E não deixa de ser compreensível. Afinal, ali estão os melhores momentos, editados com precisão cirúrgica. Ali estão os filés que sobraram de todo o osso que o torcedor precisou roer durante mais de noventa minutos. E essa é ou não é uma oferta irresistível quando o nosso tempo se faz escasso? O jogo como um todo, como um espetáculo com direito a começo, meio e fim, vai perdendo terreno. 

Na falta de futebol florescem as polêmicas. E acho que elas são do jogo. O que não é do jogo é acreditar que alimentá-las é uma exigência dele. No fundo, o que elas são é uma maneira fácil de emprestar vigor a um futebol de pouco apelo técnico. Façamos um exercício já que entramos na reta final do Brasileirão. Tiremos das nossas conversas a imprecisão dos árbitros, os descontentamentos e os pitis dos cartolas, a surpresa com aquele time de tradição que vai mal das pernas, e o que fica? A imprecisão, a desconfiança. E a imprecisão é dos homens. A história está cheia de registros dela, dentro e fora de campo. 

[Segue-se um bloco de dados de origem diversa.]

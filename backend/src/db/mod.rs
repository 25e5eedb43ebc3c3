//! Observation storage.
//!
//! ```text
//! ┌─────────────────────────────────────────────────────────┐
//! │  HTTP handlers / services::observations                 │
//! └───────────────────┬─────────────────────────────────────┘
//!                     │
//! ┌───────────────────▼─────────────────────────────────────┐
//! │  ObservationRepository trait (repository/)              │
//! └───────────────────┬─────────────────────────────────────┘
//!                     │
//!     ┌───────────────┴──────────────┐
//!     │                              │
//! ┌───▼──────────────┐   ┌───────────▼──────────────┐
//! │ LocalRepository  │   │ PostgresRepository       │
//! │ (in-memory)      │   │ (Diesel, postgres-repo)  │
//! └──────────────────┘   └──────────────────────────┘
//! ```
//!
//! Both backends store the coordinate pair as a [`LocationPayload`] protected
//! by the configured [`EncryptionPort`](crate::crypto::EncryptionPort).

#[cfg(not(any(feature = "postgres-repo", feature = "local-repo")))]
compile_error!("Enable at least one repository backend feature.");

pub mod config;
pub mod factory;
pub mod payload;
pub mod repositories;
pub mod repository;

pub use config::PostgresConfig;
pub use factory::{RepositoryFactory, RepositoryType};
pub use payload::LocationPayload;
pub use repositories::LocalRepository;
#[cfg(feature = "postgres-repo")]
pub use repositories::PostgresRepository;
pub use repository::{
    ErrorContext, ObservationRepository, RepositoryError, RepositoryResult,
};
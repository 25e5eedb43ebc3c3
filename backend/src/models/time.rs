use chrono::{DateTime, Datelike, Timelike, Utc};
use serde::*;

/// Julian Date of the J2000.0 epoch (2000-01-01 12:00:00 TT, treated as UTC here).
pub const J2000_JULIAN_DATE: f64 = 2451545.0;

/// Julian Date representation.
/// JD 0 = -4712-01-01 12:00:00 (proleptic Julian calendar)
#[derive(Debug, Clone, Copy, PartialEq, PartialOrd, Serialize, Deserialize)]
pub struct JulianDate(f64);

impl JulianDate {
    /// Create a new JD value.
    pub fn new(v: f64) -> Self {
        Self(v)
    }

    /// Raw JD value as f64.
    pub fn value(&self) -> f64 {
        self.0
    }

    /// Days elapsed since the J2000.0 epoch.
    pub fn days_since_j2000(&self) -> f64 {
        self.0 - J2000_JULIAN_DATE
    }

    /// Create from chrono DateTime<Utc> using the civil-calendar formula.
    ///
    /// January and February count as months 13 and 14 of the previous year.
    /// The fractional day carries hours, minutes, seconds and milliseconds.
    pub fn from_datetime(dt: DateTime<Utc>) -> Self {
        let mut year = dt.year();
        let mut month = dt.month() as i32;
        let day = dt.day() as f64
            + dt.hour() as f64 / 24.0
            + dt.minute() as f64 / 1440.0
            + dt.second() as f64 / 86400.0
            + dt.timestamp_subsec_millis() as f64 / 86_400_000.0;

        if month <= 2 {
            year -= 1;
            month += 12;
        }

        let a = year.div_euclid(100);
        let b = 2 - a + a.div_euclid(4);

        let jd = (365.25 * (year + 4716) as f64).floor()
            + (30.6001 * (month + 1) as f64).floor()
            + day
            + b as f64
            - 1524.5;
        Self(jd)
    }
}

impl From<f64> for JulianDate {
    fn from(v: f64) -> Self {
        JulianDate::new(v)
    }
}

impl From<DateTime<Utc>> for JulianDate {
    fn from(dt: DateTime<Utc>) -> Self {
        JulianDate::from_datetime(dt)
    }
}
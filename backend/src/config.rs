//! Application configuration.
//!
//! Settings come from a TOML file (every section and field is optional) and
//! are then overridden by environment variables:
//!
//! | Variable | Setting |
//! |---|---|
//! | `HOST`, `PORT` | `server.host`, `server.port` |
//! | `STAR_TRACKER_API_KEY` | `auth.api_key` |
//! | `REPOSITORY_TYPE` | `repository.type` |
//! | `DATABASE_URL` / `PG_DATABASE_URL` | `postgres.database_url` |
//! | `STAR_TRACKER_ENCRYPTION_PROVIDER` | `encryption.provider` |
//! | `STAR_TRACKER_ENCRYPTION_KEY` | `encryption.key` |
//! | `STAR_TRACKER_DEMO_FALLBACK` | `catalog.demo_fallback` |

use std::env;
use std::fmt;
use std::fs;
use std::path::{Path, PathBuf};
use std::time::Duration;

use serde::{Deserialize, Serialize};

use crate::catalog::RetryPolicy;
use crate::crypto::{EncryptionProvider, EncryptionSettings};
use crate::db::{PostgresConfig, RepositoryType};

/// File name searched for by [`AppConfig::from_default_location`].
pub const CONFIG_FILE_NAME: &str = "star-tracker.toml";

#[derive(Debug, thiserror::Error)]
pub enum ConfigError {
    #[error("Failed to read config file {}: {source}", path.display())]
    Read {
        path: PathBuf,
        #[source]
        source: std::io::Error,
    },

    #[error("Failed to parse config file {}: {source}", path.display())]
    Parse {
        path: PathBuf,
        #[source]
        source: toml::de::Error,
    },

    #[error("Invalid value for {name}: {message}")]
    InvalidValue { name: String, message: String },
}

impl ConfigError {
    fn invalid(name: &str, message: impl Into<String>) -> Self {
        Self::InvalidValue {
            name: name.to_string(),
            message: message.into(),
        }
    }
}

#[derive(Debug, Clone, Default, Serialize, Deserialize)]
pub struct AppConfig {
    #[serde(default)]
    pub server: ServerSettings,
    #[serde(default)]
    pub auth: AuthSettings,
    #[serde(default)]
    pub repository: RepositorySettings,
    #[serde(default)]
    pub postgres: PostgresSettings,
    #[serde(default)]
    pub encryption: EncryptionSettings,
    #[serde(default)]
    pub catalog: CatalogSettings,
}

#[derive(Debug, Clone, Serialize, Deserialize)]
pub struct ServerSettings {
    #[serde(default = "default_host")]
    pub host: String,
    #[serde(default = "default_port")]
    pub port: u16,
}

impl Default for ServerSettings {
    fn default() -> Self {
        Self {
            host: default_host(),
            port: default_port(),
        }
    }
}

fn default_host() -> String {
    "0.0.0.0".to_string()
}

fn default_port() -> u16 {
    8080
}

/// API key settings. Without a key any non-blank `X-API-Key` is accepted.
#[derive(Clone, Default, Serialize, Deserialize)]
pub struct AuthSettings {
    #[serde(default)]
    pub api_key: Option<String>,
}

impl fmt::Debug for AuthSettings {
    fn fmt(&self, f: &mut fmt::Formatter<'_>) -> fmt::Result {
        f.debug_struct("AuthSettings")
            .field("api_key", &self.api_key.as_ref().map(|_| "<redacted>"))
            .finish()
    }
}

#[derive(Debug, Clone, Serialize, Deserialize)]
pub struct RepositorySettings {
    #[serde(rename = "type", default = "default_repo_type")]
    pub repo_type: String,
}

impl Default for RepositorySettings {
    fn default() -> Self {
        Self {
            repo_type: default_repo_type(),
        }
    }
}

fn default_repo_type() -> String {
    "local".to_string()
}

/// `[postgres]` section. Only used when `repository.type` is postgres.
#[derive(Clone, Serialize, Deserialize)]
pub struct PostgresSettings {
    #[serde(default)]
    pub database_url: String,
    #[serde(default = "default_max_connections")]
    pub max_connections: u32,
    #[serde(default = "default_min_connections")]
    pub min_connections: u32,
    #[serde(default = "default_connect_timeout")]
    pub connect_timeout: u64,
    #[serde(default = "default_idle_timeout")]
    pub idle_timeout: u64,
    #[serde(default = "default_max_retries")]
    pub max_retries: u32,
    #[serde(default = "default_pg_retry_delay_ms")]
    pub retry_delay_ms: u64,
}

impl Default for PostgresSettings {
    fn default() -> Self {
        Self {
            database_url: String::new(),
            max_connections: default_max_connections(),
            min_connections: default_min_connections(),
            connect_timeout: default_connect_timeout(),
            idle_timeout: default_idle_timeout(),
            max_retries: default_max_retries(),
            retry_delay_ms: default_pg_retry_delay_ms(),
        }
    }
}

impl fmt::Debug for PostgresSettings {
    fn fmt(&self, f: &mut fmt::Formatter<'_>) -> fmt::Result {
        f.debug_struct("PostgresSettings")
            .field("database_url", &"<redacted>")
            .field("max_connections", &self.max_connections)
            .field("min_connections", &self.min_connections)
            .finish_non_exhaustive()
    }
}

fn default_max_connections() -> u32 {
    10
}

fn default_min_connections() -> u32 {
    1
}

fn default_connect_timeout() -> u64 {
    30
}

fn default_idle_timeout() -> u64 {
    600
}

fn default_max_retries() -> u32 {
    3
}

fn default_pg_retry_delay_ms() -> u64 {
    100
}

/// `[catalog]` section.
#[derive(Debug, Clone, Serialize, Deserialize)]
pub struct CatalogSettings {
    #[serde(default = "default_catalog_attempts")]
    pub max_attempts: u32,
    #[serde(default)]
    pub retry_delay_ms: u64,
    /// Answer unknown targets with the demo RA/Dec instead of 404.
    #[serde(default)]
    pub demo_fallback: bool,
}

impl Default for CatalogSettings {
    fn default() -> Self {
        Self {
            max_attempts: default_catalog_attempts(),
            retry_delay_ms: 0,
            demo_fallback: false,
        }
    }
}

fn default_catalog_attempts() -> u32 {
    crate::catalog::retry::DEFAULT_MAX_ATTEMPTS
}

impl CatalogSettings {
    pub fn retry_policy(&self) -> RetryPolicy {
        RetryPolicy::new(self.max_attempts, Duration::from_millis(self.retry_delay_ms))
    }
}

fn parse_bool(name: &str, value: &str) -> Result<bool, ConfigError> {
    match value.trim().to_lowercase().as_str() {
        "1" | "true" | "yes" | "on" => Ok(true),
        "0" | "false" | "no" | "off" => Ok(false),
        other => Err(ConfigError::invalid(name, format!("expected a boolean, got '{}'", other))),
    }
}

fn non_blank_env(name: &str) -> Option<String> {
    env::var(name).ok().filter(|v| !v.trim().is_empty())
}

impl AppConfig {
    /// Parse configuration from TOML text.
    pub fn from_toml_str(content: &str) -> Result<Self, toml::de::Error> {
        toml::from_str(content)
    }

    /// Load configuration from a TOML file.
    pub fn from_file<P: AsRef<Path>>(path: P) -> Result<Self, ConfigError> {
        let path = path.as_ref();
        let content = fs::read_to_string(path).map_err(|source| ConfigError::Read {
            path: path.to_path_buf(),
            source,
        })?;
        Self::from_toml_str(&content).map_err(|source| ConfigError::Parse {
            path: path.to_path_buf(),
            source,
        })
    }

    /// Load `star-tracker.toml` from the current directory, `backend/`, or the
    /// parent directory, whichever is found first.
    ///
    /// Returns `Ok(None)` if none exists.
    pub fn from_default_location() -> Result<Option<Self>, ConfigError> {
        let search_paths = [
            PathBuf::from(CONFIG_FILE_NAME),
            PathBuf::from("backend").join(CONFIG_FILE_NAME),
            PathBuf::from("..").join(CONFIG_FILE_NAME),
        ];

        for path in search_paths {
            if path.exists() {
                return Self::from_file(&path).map(Some);
            }
        }
        Ok(None)
    }

    /// Load from `path` (or the default locations), then apply environment
    /// overrides. Falls back to defaults when no file is found.
    pub fn load(path: Option<&Path>) -> Result<Self, ConfigError> {
        let mut config = match path {
            Some(p) => Self::from_file(p)?,
            None => Self::from_default_location()?.unwrap_or_default(),
        };
        config.apply_env_overrides()?;
        Ok(config)
    }

    /// Overlay environment variables onto the loaded settings.
    pub fn apply_env_overrides(&mut self) -> Result<(), ConfigError> {
        if let Some(host) = non_blank_env("HOST") {
            self.server.host = host;
        }
        if let Some(port) = non_blank_env("PORT") {
            self.server.port = port
                .trim()
                .parse::<u16>()
                .map_err(|e| ConfigError::invalid("PORT", format!("{}", e)))?;
        }
        if let Some(key) = non_blank_env("STAR_TRACKER_API_KEY") {
            self.auth.api_key = Some(key);
        }
        if let Some(repo_type) = non_blank_env("REPOSITORY_TYPE") {
            self.repository.repo_type = repo_type;
        }
        if let Some(url) = non_blank_env("DATABASE_URL").or_else(|| non_blank_env("PG_DATABASE_URL"))
        {
            self.postgres.database_url = url;
        }
        if let Some(provider) = non_blank_env("STAR_TRACKER_ENCRYPTION_PROVIDER") {
            self.encryption.provider = provider
                .parse::<EncryptionProvider>()
                .map_err(|e: String| ConfigError::invalid("STAR_TRACKER_ENCRYPTION_PROVIDER", e))?;
        }
        if let Some(key) = non_blank_env("STAR_TRACKER_ENCRYPTION_KEY") {
            self.encryption.key = Some(key);
        }
        if let Some(flag) = non_blank_env("STAR_TRACKER_DEMO_FALLBACK") {
            self.catalog.demo_fallback = parse_bool("STAR_TRACKER_DEMO_FALLBACK", &flag)?;
        }
        Ok(())
    }

    pub fn repository_type(&self) -> Result<RepositoryType, ConfigError> {
        self.repository
            .repo_type
            .parse()
            .map_err(|e: String| ConfigError::invalid("repository.type", e))
    }

    /// Postgres connection settings, or `None` when no URL is configured.
    pub fn postgres_config(&self) -> Option<PostgresConfig> {
        if self.postgres.database_url.trim().is_empty() {
            return None;
        }
        Some(PostgresConfig {
            database_url: self.postgres.database_url.clone(),
            max_pool_size: self.postgres.max_connections,
            min_pool_size: self.postgres.min_connections,
            connection_timeout_sec: self.postgres.connect_timeout,
            idle_timeout_sec: self.postgres.idle_timeout,
            max_retries: self.postgres.max_retries,
            retry_delay_ms: self.postgres.retry_delay_ms,
        })
    }

    /// Configured API key, if any non-blank one is set.
    pub fn api_key(&self) -> Option<&str> {
        self.auth
            .api_key
            .as_deref()
            .map(str::trim)
            .filter(|k| !k.is_empty())
    }

    pub fn bind_address(&self) -> String {
        format!("{}:{}", self.server.host, self.server.port)
    }
}

#[cfg(test)]
mod tests {
    use super::*;

    #[test]
    fn test_empty_file_uses_defaults() {
        let config = AppConfig::from_toml_str("").unwrap();
        assert_eq!(config.bind_address(), "0.0.0.0:8080");
        assert_eq!(config.repository_type().unwrap(), RepositoryType::Local);
        assert_eq!(config.catalog.max_attempts, 5);
        assert_eq!(config.catalog.retry_delay_ms, 0);
        assert!(!config.catalog.demo_fallback);
        assert_eq!(config.encryption.provider, EncryptionProvider::AesGcm);
        assert!(config.api_key().is_none());
        assert!(config.postgres_config().is_none());
    }

    #[test]
    fn test_full_file() {
        let config = AppConfig::from_toml_str(
            r#"
            [server]
            host = "127.0.0.1"
            port = 9000

            [auth]
            api_key = "secret"

            [repository]
            type = "postgres"

            [postgres]
            database_url = "postgres://stars@localhost/stars"
            max_connections = 4

            [encryption]
            provider = "envelope"

            [catalog]
            max_attempts = 3
            retry_delay_ms = 25
            demo_fallback = true
            "#,
        )
        .unwrap();

        assert_eq!(config.bind_address(), "127.0.0.1:9000");
        assert_eq!(config.api_key(), Some("secret"));
        assert_eq!(config.repository_type().unwrap(), RepositoryType::Postgres);
        assert_eq!(config.encryption.provider, EncryptionProvider::Envelope);

        let pg = config.postgres_config().unwrap();
        assert_eq!(pg.max_pool_size, 4);
        assert_eq!(pg.min_pool_size, 1);

        let policy = config.catalog.retry_policy();
        assert_eq!(policy.max_attempts, 3);
        assert_eq!(policy.initial_delay, Duration::from_millis(25));
        assert!(config.catalog.demo_fallback);
    }

    #[test]
    fn test_unknown_repository_type_is_rejected() {
        let config = AppConfig::from_toml_str("[repository]\ntype = \"dynamodb\"").unwrap();
        assert!(matches!(
            config.repository_type(),
            Err(ConfigError::InvalidValue { .. })
        ));
    }

    #[test]
    fn test_blank_api_key_counts_as_unset() {
        let config = AppConfig::from_toml_str("[auth]\napi_key = \"  \"").unwrap();
        assert!(config.api_key().is_none());
    }

    #[test]
    fn test_parse_bool() {
        assert!(parse_bool("X", "TRUE").unwrap());
        assert!(!parse_bool("X", "0").unwrap());
        assert!(parse_bool("X", "maybe").is_err());
    }

    #[test]
    fn test_debug_redacts_secrets() {
        let config = AppConfig::from_toml_str(
            "[auth]\napi_key = \"hunter2\"\n[postgres]\ndatabase_url = \"postgres://u:pw@h/db\"",
        )
        .unwrap();
        let debug = format!("{:?}", config);
        assert!(!debug.contains("hunter2"));
        assert!(!debug.contains("pw@h"));
    }
}
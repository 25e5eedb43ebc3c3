use std::fmt;

use aes_gcm::aead::{Aead, AeadCore, KeyInit, OsRng};
use aes_gcm::{Aes256Gcm, Nonce};
use base64::{engine::general_purpose::STANDARD, Engine as _};

use super::{EncryptionError, EncryptionPort, EncryptionResult};

pub(super) const KEY_LEN: usize = 32;
pub(super) const NONCE_LEN: usize = 12;
const VERSION_PREFIX: &str = "v1:";

pub(super) fn cipher_from_bytes(key: &[u8]) -> EncryptionResult<Aes256Gcm> {
    if key.len() != KEY_LEN {
        return Err(EncryptionError::InvalidKey(format!(
            "expected {} bytes, got {}",
            KEY_LEN,
            key.len()
        )));
    }
    Aes256Gcm::new_from_slice(key).map_err(|e| EncryptionError::InvalidKey(e.to_string()))
}

pub(super) fn cipher_from_base64(key_b64: &str) -> EncryptionResult<Aes256Gcm> {
    let bytes = STANDARD
        .decode(key_b64.trim())
        .map_err(|e| EncryptionError::InvalidKey(format!("key is not base64: {}", e)))?;
    cipher_from_bytes(&bytes)
}

pub(super) fn random_cipher() -> Aes256Gcm {
    Aes256Gcm::new(&Aes256Gcm::generate_key(OsRng))
}

/// Encrypt under a fresh random nonce. Returns `(nonce, ciphertext || tag)`.
pub(super) fn seal(cipher: &Aes256Gcm, plaintext: &[u8]) -> EncryptionResult<(Vec<u8>, Vec<u8>)> {
    let nonce = Aes256Gcm::generate_nonce(&mut OsRng);
    let ciphertext = cipher
        .encrypt(&nonce, plaintext)
        .map_err(|_| EncryptionError::EncryptionFailed)?;
    Ok((nonce.to_vec(), ciphertext))
}

pub(super) fn open(cipher: &Aes256Gcm, nonce: &[u8], ciphertext: &[u8]) -> EncryptionResult<Vec<u8>> {
    if nonce.len() != NONCE_LEN {
        return Err(EncryptionError::MalformedCiphertext(format!(
            "nonce must be {} bytes",
            NONCE_LEN
        )));
    }
    cipher
        .decrypt(Nonce::from_slice(nonce), ciphertext)
        .map_err(|_| EncryptionError::DecryptionFailed)
}

pub(super) fn decode_field(name: &str, value: &str) -> EncryptionResult<Vec<u8>> {
    STANDARD
        .decode(value)
        .map_err(|e| EncryptionError::MalformedCiphertext(format!("{}: {}", name, e)))
}

/// AES-256-GCM under a single master key.
///
/// Output format: `v1:` followed by base64 of `nonce (12 bytes) || ciphertext || tag`.
#[derive(Clone)]
pub struct AesGcmEncryption {
    cipher: Aes256Gcm,
}

impl fmt::Debug for AesGcmEncryption {
    fn fmt(&self, f: &mut fmt::Formatter<'_>) -> fmt::Result {
        f.debug_struct("AesGcmEncryption").finish_non_exhaustive()
    }
}

impl AesGcmEncryption {
    /// Build from a raw 32-byte key.
    pub fn new(key: &[u8]) -> EncryptionResult<Self> {
        Ok(Self {
            cipher: cipher_from_bytes(key)?,
        })
    }

    /// Build from a base64-encoded 32-byte key.
    pub fn from_base64(key_b64: &str) -> EncryptionResult<Self> {
        Ok(Self {
            cipher: cipher_from_base64(key_b64)?,
        })
    }

    /// Build with a random key that lives only as long as this value.
    pub fn generate() -> Self {
        Self {
            cipher: random_cipher(),
        }
    }
}

impl EncryptionPort for AesGcmEncryption {
    fn protect(&self, plaintext: &str) -> EncryptionResult<String> {
        let (nonce, ciphertext) = seal(&self.cipher, plaintext.as_bytes())?;
        let mut blob = nonce;
        blob.extend_from_slice(&ciphertext);
        Ok(format!("{}{}", VERSION_PREFIX, STANDARD.encode(blob)))
    }

    fn unprotect(&self, protected: &str) -> EncryptionResult<String> {
        let encoded = protected.strip_prefix(VERSION_PREFIX).ok_or_else(|| {
            EncryptionError::MalformedCiphertext("missing version prefix".to_string())
        })?;
        let blob = decode_field("payload", encoded)?;
        if blob.len() <= NONCE_LEN {
            return Err(EncryptionError::MalformedCiphertext(
                "payload too short".to_string(),
            ));
        }

        let (nonce, ciphertext) = blob.split_at(NONCE_LEN);
        let plaintext = open(&self.cipher, nonce, ciphertext)?;
        String::from_utf8(plaintext)
            .map_err(|e| EncryptionError::MalformedCiphertext(e.to_string()))
    }

    fn name(&self) -> &'static str {
        "aes-gcm"
    }
}
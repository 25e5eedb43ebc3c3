//! Errors raised by the service layer.

use crate::catalog::CatalogError;
use crate::db::repository::RepositoryError;
use crate::models::CoordinateError;

pub type ServiceResult<T> = Result<T, ServiceError>;

#[derive(Debug, thiserror::Error)]
pub enum ServiceError {
    /// Bad input from the caller. Never retried.
    #[error("Validation error: {0}")]
    Validation(String),

    #[error("Not found: {0}")]
    NotFound(String),

    /// The catalog kept failing transiently until the retry budget ran out.
    #[error("Catalog unavailable: {0}")]
    CatalogUnavailable(String),

    #[error("Catalog error: {0}")]
    Catalog(String),

    #[error("Request cancelled")]
    Cancelled,

    #[error(transparent)]
    Repository(#[from] RepositoryError),
}

impl ServiceError {
    pub fn validation(message: impl Into<String>) -> Self {
        Self::Validation(message.into())
    }

    pub fn not_found(message: impl Into<String>) -> Self {
        Self::NotFound(message.into())
    }
}

impl From<CatalogError> for ServiceError {
    fn from(err: CatalogError) -> Self {
        match err {
            CatalogError::Unavailable { .. } => Self::CatalogUnavailable(err.to_string()),
            CatalogError::Backend(message) => Self::Catalog(message),
            CatalogError::Cancelled => Self::Cancelled,
        }
    }
}

impl From<CoordinateError> for ServiceError {
    fn from(err: CoordinateError) -> Self {
        Self::Validation(err.to_string())
    }
}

Do jeito que a coisa anda chega a ser inocência acreditar que um recurso eletrônico vai inocular no futebol um antídoto capaz de tirar dele tudo o que tem de contraditório, de imponderável. O futebol de ontem -  como o de hoje - jamais foi feito só concordâncias, mas daí a reduzi-lo a polêmicas são outros quinhentos. O que tá  mais do que na hora é de fazer valer a regra. Os profissionais de TV e afins à beira do campo se perguntados se foi ou não foi impedimento devem responder que isso não é problema deles. E quanto ao juiz, talvez fosse o caso de fazê-los voltar a entrar em campo contando apenas com o próprio juízo. Mas pelo visto nem no próprio juízo eles acreditam mais. Então, fica o torcedor assim, desse modo pobre, se contentando em defender seu time das polêmicas já que o futebol dele muitas vezes se revela indefensável.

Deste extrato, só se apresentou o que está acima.